#### Collected data
BEGIN

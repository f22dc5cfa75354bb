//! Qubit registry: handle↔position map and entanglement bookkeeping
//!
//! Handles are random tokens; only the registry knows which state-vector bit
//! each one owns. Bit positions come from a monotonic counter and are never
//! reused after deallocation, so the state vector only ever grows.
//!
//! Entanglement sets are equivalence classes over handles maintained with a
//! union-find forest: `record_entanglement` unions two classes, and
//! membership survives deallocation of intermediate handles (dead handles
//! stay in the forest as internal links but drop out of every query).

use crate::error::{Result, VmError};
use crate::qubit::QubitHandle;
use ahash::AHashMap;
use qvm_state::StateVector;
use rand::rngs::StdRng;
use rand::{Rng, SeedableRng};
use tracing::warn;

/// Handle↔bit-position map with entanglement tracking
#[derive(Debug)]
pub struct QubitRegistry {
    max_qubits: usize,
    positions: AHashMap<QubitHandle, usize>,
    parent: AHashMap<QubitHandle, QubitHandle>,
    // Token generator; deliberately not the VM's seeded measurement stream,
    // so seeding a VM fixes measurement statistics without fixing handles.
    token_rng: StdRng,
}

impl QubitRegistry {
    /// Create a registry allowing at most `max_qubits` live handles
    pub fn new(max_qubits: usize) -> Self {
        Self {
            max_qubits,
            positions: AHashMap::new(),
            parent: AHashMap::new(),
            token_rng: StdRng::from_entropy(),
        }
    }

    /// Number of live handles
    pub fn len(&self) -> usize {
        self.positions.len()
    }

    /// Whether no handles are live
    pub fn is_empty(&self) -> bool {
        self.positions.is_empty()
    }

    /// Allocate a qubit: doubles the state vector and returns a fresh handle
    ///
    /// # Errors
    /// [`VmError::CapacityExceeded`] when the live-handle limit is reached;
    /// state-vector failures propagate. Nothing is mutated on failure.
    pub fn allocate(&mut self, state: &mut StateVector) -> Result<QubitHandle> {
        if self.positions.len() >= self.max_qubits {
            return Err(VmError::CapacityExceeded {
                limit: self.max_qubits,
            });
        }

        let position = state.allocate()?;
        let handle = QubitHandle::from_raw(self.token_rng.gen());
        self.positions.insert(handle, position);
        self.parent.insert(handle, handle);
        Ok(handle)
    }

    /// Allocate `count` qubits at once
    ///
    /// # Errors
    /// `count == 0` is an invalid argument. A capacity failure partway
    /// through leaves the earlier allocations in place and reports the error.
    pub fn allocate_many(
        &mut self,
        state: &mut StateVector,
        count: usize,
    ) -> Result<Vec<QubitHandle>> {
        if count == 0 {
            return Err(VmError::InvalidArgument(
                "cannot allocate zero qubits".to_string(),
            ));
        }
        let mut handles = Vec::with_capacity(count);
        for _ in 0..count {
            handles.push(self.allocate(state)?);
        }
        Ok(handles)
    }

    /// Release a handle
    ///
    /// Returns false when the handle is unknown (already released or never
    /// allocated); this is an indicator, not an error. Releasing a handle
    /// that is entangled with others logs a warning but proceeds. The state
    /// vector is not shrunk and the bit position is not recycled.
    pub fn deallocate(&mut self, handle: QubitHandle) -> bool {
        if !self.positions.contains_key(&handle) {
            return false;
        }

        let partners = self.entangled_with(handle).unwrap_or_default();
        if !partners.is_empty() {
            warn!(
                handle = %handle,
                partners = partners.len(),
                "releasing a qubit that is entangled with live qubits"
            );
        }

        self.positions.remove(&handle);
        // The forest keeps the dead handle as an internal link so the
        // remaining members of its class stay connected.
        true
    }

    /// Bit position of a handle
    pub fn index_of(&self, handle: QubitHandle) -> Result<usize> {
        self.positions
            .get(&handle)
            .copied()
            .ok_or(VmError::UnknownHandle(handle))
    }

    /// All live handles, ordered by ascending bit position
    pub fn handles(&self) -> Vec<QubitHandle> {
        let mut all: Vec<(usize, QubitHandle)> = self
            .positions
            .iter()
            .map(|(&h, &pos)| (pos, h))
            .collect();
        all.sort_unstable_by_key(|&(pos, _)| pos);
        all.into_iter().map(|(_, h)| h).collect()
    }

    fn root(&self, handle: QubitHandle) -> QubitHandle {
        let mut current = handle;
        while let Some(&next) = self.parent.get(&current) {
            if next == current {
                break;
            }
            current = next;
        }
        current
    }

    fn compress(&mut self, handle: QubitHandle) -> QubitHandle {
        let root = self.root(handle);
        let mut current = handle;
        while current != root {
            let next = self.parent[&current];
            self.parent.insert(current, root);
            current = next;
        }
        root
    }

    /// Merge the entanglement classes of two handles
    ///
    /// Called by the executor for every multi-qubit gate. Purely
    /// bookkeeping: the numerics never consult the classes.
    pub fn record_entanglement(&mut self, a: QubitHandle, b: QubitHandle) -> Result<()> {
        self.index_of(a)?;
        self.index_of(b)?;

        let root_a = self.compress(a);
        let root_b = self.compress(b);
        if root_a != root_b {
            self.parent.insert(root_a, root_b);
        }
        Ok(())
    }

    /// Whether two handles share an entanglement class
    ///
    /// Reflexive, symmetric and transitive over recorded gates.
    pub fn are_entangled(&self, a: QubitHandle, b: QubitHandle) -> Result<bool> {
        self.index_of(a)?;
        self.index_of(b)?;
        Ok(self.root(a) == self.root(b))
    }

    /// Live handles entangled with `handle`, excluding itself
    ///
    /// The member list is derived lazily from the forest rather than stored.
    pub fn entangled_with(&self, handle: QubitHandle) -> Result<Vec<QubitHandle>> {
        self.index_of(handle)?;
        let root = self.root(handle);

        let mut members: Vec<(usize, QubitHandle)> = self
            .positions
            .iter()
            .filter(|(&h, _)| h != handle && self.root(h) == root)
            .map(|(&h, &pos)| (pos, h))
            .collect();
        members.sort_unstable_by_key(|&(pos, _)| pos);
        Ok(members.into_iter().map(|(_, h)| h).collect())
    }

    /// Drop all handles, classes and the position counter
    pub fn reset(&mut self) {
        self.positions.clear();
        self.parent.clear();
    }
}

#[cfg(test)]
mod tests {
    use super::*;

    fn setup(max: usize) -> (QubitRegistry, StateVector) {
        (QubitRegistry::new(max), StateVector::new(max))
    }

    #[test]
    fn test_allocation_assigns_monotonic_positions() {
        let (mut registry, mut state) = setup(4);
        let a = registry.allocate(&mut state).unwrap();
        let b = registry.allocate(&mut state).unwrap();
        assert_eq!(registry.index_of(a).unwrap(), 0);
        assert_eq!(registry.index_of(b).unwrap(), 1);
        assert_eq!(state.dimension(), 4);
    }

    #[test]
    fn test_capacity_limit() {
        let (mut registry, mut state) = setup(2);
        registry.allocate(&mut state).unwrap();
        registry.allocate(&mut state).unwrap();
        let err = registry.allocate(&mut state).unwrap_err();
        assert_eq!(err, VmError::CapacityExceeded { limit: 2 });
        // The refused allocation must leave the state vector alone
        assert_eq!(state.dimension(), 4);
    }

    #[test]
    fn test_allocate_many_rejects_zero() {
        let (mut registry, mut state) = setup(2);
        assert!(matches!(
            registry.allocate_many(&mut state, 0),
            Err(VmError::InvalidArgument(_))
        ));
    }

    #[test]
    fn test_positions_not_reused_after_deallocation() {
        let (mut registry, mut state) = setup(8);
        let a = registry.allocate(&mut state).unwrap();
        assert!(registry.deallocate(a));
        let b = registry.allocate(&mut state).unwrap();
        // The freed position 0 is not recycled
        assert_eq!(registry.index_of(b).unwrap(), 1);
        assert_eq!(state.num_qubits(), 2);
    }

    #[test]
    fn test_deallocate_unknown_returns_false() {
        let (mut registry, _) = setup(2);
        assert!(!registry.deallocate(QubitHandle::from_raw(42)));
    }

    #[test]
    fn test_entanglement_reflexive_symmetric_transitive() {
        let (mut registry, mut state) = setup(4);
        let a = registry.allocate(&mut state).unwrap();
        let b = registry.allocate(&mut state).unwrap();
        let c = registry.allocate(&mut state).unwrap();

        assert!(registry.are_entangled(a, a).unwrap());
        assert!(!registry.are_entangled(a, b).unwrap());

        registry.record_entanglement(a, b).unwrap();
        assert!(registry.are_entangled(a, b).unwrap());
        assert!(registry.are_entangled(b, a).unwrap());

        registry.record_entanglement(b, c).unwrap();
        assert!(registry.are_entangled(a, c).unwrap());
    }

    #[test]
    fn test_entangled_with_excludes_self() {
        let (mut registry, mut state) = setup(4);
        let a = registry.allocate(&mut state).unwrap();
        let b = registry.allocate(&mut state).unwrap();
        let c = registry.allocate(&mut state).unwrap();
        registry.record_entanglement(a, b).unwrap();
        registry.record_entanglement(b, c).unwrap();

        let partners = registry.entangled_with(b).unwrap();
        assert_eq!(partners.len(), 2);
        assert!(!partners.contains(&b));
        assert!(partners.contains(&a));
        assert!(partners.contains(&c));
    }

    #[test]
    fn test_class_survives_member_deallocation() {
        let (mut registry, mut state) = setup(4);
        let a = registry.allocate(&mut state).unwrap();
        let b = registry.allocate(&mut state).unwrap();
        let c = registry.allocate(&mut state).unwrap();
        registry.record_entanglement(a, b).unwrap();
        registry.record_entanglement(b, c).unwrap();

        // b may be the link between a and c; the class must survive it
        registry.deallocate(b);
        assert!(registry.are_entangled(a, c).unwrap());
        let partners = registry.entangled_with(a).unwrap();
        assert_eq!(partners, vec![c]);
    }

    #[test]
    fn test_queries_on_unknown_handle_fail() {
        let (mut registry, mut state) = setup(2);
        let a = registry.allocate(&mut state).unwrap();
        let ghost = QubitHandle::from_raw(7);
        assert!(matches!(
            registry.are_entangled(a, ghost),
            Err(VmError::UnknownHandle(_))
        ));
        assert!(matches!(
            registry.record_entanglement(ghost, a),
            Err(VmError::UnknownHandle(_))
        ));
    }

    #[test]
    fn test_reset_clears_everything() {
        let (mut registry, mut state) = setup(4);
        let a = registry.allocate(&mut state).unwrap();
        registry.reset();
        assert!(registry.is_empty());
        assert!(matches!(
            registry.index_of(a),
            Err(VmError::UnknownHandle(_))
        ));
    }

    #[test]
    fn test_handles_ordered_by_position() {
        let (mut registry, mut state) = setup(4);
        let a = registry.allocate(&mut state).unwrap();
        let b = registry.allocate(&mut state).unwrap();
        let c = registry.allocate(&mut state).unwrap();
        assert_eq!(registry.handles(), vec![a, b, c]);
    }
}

END

#### Your task
Restate the data verbatim through the "and are never" line.

#### Solution
repository f22dc5cfa75354bb
//! Qubit registry: handle↔position map and entanglement bookkeeping
//!
//! Handles are random tokens; only the registry knows which state-vector bit
//! each one owns. Bit positions come from a monotonic counter and are never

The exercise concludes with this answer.